:: Available data ::
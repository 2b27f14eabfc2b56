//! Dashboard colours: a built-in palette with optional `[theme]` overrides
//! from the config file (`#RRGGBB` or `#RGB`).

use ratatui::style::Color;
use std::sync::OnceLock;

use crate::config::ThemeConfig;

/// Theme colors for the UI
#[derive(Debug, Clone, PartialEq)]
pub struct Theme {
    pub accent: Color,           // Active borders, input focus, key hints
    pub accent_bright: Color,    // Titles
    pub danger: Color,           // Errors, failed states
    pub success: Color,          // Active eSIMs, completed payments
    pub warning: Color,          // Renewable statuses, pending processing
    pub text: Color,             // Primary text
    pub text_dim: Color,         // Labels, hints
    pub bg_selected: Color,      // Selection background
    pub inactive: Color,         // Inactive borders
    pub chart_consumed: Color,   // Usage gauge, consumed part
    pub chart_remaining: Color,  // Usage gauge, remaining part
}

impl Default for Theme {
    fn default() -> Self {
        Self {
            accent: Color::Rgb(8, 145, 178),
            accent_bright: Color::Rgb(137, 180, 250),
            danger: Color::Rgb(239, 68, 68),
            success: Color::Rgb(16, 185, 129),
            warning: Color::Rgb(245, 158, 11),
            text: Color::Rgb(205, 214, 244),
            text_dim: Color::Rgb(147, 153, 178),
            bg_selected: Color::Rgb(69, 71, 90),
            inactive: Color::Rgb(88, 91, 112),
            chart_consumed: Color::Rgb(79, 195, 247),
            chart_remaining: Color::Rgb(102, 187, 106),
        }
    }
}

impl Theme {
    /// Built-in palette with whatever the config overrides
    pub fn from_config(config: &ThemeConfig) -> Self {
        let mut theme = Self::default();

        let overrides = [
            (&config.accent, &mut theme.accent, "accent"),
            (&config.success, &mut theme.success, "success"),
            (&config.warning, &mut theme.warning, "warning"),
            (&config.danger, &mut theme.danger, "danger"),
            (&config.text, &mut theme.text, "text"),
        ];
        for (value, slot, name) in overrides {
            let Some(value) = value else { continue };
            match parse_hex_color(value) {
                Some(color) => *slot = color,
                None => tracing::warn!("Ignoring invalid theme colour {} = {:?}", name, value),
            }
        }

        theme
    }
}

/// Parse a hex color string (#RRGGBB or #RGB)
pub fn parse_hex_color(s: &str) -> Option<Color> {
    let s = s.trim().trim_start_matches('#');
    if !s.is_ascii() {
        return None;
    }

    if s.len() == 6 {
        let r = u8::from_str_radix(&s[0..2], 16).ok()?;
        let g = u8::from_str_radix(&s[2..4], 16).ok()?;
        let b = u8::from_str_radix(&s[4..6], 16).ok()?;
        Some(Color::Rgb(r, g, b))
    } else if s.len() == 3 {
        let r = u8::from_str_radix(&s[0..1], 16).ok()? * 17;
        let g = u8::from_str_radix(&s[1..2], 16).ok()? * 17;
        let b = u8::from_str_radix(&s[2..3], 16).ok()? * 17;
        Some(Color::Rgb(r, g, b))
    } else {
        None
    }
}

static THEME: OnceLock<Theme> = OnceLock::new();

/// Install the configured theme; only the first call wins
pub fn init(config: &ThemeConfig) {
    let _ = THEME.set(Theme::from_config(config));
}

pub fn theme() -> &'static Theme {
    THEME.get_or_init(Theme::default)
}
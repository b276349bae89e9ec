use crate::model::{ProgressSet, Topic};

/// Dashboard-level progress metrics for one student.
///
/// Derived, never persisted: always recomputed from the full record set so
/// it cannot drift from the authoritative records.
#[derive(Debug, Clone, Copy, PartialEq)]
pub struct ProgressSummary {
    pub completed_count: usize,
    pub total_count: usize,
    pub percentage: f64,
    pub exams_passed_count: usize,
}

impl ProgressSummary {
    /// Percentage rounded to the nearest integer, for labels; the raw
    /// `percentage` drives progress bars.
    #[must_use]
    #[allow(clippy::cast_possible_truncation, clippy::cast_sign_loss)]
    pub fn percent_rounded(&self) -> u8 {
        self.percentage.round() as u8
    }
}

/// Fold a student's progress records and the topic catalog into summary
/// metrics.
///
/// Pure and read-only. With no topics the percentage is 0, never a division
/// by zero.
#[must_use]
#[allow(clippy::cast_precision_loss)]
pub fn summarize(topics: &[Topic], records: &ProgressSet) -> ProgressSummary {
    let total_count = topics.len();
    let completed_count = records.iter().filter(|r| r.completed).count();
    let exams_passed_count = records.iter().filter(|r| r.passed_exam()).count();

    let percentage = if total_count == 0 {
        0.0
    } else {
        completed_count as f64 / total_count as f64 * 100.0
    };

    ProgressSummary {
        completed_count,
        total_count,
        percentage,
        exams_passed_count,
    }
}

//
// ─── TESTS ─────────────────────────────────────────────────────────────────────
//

--

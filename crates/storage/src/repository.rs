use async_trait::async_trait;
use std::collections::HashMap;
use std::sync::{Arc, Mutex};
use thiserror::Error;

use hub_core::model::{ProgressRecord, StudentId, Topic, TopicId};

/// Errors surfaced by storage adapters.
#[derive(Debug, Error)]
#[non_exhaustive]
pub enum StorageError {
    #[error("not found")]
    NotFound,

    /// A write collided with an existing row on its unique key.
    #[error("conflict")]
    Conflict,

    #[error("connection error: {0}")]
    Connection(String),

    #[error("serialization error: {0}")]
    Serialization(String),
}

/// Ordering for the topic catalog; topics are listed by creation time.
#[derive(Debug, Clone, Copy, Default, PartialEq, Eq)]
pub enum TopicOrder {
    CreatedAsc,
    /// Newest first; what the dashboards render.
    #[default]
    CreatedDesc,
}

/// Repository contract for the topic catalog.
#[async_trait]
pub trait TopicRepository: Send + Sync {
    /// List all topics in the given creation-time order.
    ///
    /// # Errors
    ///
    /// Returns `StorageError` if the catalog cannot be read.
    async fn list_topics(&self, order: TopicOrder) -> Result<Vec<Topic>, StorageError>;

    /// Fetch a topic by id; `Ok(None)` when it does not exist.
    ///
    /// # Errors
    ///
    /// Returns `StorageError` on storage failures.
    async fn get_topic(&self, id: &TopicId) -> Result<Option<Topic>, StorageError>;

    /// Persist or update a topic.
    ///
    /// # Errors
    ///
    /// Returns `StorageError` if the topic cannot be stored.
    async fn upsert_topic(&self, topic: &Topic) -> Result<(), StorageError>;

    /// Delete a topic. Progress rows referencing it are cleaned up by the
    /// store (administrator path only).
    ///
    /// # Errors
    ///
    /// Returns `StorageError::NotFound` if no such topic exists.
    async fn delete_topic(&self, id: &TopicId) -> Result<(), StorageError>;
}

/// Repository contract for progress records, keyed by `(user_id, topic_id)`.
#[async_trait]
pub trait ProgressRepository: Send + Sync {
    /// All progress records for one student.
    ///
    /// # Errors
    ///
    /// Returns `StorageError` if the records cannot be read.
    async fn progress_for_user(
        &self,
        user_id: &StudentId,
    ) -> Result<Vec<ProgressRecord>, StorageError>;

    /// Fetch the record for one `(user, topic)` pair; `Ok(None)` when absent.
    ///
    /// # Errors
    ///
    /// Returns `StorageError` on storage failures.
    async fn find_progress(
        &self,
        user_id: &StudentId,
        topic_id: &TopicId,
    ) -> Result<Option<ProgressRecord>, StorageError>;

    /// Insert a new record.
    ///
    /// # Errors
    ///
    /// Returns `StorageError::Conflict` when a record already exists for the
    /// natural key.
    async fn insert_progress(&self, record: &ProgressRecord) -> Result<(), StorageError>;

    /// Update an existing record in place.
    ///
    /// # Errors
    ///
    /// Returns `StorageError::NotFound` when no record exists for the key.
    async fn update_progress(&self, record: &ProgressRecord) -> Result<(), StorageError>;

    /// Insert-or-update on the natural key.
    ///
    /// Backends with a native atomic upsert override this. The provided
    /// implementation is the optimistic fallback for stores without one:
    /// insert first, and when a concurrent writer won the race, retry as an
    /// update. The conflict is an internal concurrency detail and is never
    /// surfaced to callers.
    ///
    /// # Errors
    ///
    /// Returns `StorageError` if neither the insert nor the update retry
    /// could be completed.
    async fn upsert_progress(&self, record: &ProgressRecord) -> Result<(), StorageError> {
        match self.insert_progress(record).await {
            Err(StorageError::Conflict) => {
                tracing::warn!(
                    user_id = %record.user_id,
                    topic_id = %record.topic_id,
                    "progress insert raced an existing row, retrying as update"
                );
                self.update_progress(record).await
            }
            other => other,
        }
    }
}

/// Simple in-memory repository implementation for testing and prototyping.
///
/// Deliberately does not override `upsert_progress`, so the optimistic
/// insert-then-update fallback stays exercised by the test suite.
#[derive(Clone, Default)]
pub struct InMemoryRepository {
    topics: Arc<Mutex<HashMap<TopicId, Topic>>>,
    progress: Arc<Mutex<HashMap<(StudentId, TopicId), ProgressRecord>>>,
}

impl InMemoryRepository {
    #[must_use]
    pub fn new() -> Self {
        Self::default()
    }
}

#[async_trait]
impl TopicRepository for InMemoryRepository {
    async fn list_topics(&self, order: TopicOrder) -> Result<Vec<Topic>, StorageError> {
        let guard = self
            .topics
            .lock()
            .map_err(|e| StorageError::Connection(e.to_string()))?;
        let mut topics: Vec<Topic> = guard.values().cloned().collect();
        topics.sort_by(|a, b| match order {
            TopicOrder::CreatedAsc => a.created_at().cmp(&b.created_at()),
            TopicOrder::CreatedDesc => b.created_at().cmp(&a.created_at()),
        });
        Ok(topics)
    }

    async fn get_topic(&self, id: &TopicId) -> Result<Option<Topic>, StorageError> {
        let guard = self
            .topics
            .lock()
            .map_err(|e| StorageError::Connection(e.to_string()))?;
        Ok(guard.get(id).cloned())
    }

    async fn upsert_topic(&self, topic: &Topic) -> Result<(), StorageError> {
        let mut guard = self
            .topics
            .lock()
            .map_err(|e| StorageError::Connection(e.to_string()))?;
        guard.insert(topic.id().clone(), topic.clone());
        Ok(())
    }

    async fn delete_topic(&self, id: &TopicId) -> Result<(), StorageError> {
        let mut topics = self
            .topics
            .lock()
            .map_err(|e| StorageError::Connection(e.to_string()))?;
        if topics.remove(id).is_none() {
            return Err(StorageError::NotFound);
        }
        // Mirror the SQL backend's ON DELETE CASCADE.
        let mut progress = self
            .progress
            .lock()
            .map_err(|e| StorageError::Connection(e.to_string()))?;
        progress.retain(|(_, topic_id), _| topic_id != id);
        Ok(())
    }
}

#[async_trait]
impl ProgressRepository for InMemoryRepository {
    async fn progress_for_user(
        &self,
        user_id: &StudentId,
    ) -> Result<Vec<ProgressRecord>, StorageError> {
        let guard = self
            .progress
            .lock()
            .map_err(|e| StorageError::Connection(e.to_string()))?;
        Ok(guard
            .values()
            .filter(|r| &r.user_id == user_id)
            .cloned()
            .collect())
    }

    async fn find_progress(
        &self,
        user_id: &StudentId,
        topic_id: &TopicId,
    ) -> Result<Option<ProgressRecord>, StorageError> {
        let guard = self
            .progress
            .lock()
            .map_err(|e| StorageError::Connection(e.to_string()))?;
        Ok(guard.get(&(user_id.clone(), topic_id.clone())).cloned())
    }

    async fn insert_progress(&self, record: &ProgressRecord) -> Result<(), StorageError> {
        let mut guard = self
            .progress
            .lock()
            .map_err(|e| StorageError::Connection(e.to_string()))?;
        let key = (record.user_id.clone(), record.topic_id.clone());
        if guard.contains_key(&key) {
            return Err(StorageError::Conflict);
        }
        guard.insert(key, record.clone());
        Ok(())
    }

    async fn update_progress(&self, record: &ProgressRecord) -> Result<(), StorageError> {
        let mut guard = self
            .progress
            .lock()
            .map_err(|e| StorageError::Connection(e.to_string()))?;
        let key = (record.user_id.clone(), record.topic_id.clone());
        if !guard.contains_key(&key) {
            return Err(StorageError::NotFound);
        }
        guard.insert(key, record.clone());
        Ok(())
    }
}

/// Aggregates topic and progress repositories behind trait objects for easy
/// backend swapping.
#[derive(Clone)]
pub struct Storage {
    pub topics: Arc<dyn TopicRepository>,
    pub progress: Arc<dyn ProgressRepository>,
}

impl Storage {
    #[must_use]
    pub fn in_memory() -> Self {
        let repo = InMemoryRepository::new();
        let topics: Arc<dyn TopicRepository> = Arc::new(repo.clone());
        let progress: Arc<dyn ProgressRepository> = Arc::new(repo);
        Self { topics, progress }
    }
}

---

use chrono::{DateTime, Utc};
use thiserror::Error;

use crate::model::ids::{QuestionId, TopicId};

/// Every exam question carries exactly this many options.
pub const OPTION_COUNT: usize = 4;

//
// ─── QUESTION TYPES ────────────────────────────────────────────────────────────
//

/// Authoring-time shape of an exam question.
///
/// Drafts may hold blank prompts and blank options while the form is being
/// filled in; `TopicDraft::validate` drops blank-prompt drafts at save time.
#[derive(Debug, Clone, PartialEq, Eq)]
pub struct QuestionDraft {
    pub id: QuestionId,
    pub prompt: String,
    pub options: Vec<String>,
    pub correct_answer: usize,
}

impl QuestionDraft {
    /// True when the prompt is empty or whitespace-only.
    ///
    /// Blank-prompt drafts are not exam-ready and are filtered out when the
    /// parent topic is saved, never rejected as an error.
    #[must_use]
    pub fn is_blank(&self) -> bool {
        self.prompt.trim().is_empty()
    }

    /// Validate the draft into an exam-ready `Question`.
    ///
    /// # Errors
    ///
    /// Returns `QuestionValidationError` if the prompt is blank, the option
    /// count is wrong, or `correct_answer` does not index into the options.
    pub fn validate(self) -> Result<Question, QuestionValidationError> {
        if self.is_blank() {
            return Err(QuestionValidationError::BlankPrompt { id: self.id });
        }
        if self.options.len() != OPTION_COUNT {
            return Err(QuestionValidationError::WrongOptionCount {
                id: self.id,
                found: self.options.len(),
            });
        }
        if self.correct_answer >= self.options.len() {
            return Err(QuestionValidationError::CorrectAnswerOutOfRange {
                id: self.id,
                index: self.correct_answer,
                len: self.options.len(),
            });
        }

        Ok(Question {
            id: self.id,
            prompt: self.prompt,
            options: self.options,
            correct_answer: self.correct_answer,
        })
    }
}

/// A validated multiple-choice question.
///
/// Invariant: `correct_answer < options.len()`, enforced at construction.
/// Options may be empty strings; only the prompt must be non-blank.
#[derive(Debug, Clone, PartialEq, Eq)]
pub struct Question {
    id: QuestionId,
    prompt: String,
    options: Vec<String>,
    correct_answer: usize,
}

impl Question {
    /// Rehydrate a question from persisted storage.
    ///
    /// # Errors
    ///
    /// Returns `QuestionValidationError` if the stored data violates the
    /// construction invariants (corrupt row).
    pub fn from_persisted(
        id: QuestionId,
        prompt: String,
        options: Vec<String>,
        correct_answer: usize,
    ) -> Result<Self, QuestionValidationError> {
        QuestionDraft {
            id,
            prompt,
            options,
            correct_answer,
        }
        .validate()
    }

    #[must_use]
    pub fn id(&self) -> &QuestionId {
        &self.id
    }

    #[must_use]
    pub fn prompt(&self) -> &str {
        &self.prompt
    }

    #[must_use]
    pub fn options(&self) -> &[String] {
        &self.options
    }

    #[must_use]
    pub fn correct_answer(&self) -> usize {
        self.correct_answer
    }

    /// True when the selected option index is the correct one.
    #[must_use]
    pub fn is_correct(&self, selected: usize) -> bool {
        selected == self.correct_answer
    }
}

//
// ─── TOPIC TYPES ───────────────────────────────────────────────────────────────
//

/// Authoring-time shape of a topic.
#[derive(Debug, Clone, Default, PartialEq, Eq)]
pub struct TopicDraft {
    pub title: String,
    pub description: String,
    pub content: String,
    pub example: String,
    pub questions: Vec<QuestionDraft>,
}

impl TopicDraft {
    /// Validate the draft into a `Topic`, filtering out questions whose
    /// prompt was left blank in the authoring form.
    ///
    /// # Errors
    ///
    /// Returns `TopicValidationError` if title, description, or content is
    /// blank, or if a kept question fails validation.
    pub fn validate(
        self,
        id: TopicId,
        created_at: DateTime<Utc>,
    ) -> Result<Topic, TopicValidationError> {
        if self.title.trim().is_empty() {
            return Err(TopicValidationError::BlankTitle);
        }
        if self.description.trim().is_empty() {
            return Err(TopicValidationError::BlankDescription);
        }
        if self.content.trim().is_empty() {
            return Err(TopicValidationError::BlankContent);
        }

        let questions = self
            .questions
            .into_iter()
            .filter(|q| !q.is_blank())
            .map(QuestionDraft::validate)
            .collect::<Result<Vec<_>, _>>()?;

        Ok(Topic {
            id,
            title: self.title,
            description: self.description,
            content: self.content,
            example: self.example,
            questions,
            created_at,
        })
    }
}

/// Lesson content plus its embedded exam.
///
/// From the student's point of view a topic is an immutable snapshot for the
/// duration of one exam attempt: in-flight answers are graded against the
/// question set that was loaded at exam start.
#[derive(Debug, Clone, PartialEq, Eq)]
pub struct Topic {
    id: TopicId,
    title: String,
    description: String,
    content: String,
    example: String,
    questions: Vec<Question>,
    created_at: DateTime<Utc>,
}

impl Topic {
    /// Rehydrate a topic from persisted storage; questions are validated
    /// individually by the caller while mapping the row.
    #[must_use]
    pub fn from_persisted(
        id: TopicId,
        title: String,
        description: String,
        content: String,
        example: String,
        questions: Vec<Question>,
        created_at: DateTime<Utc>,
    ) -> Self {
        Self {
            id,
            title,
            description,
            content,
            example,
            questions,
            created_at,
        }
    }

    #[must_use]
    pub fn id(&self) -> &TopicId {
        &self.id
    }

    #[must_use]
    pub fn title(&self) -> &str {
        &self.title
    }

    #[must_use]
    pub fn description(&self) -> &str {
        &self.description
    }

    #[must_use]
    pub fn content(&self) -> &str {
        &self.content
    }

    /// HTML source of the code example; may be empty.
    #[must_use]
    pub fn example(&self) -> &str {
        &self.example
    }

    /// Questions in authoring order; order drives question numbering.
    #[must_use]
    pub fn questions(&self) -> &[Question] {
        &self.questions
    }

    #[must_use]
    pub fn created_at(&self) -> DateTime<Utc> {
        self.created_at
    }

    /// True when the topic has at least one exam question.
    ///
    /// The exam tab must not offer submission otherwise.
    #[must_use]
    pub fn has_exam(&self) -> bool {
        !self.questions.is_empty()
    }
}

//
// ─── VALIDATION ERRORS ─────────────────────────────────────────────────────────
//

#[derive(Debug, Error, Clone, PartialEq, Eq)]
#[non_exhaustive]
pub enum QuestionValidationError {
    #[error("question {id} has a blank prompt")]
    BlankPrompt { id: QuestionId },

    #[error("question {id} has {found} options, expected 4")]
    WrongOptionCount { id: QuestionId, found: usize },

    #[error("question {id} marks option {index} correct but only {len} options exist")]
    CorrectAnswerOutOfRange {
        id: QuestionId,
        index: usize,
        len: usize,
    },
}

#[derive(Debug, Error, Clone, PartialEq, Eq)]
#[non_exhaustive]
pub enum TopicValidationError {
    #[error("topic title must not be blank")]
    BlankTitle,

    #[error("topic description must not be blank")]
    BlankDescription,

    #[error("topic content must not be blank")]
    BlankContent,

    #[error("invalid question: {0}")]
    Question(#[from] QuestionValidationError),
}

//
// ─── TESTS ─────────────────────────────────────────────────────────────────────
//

:: What to work on ::
In the records above, some lines hold the word "optimistic"; copy each such line.

:: Answer to this task ::
    /// implementation is the optimistic fallback for stores without one:
/// Deliberately does not override `upsert_progress`, so the optimistic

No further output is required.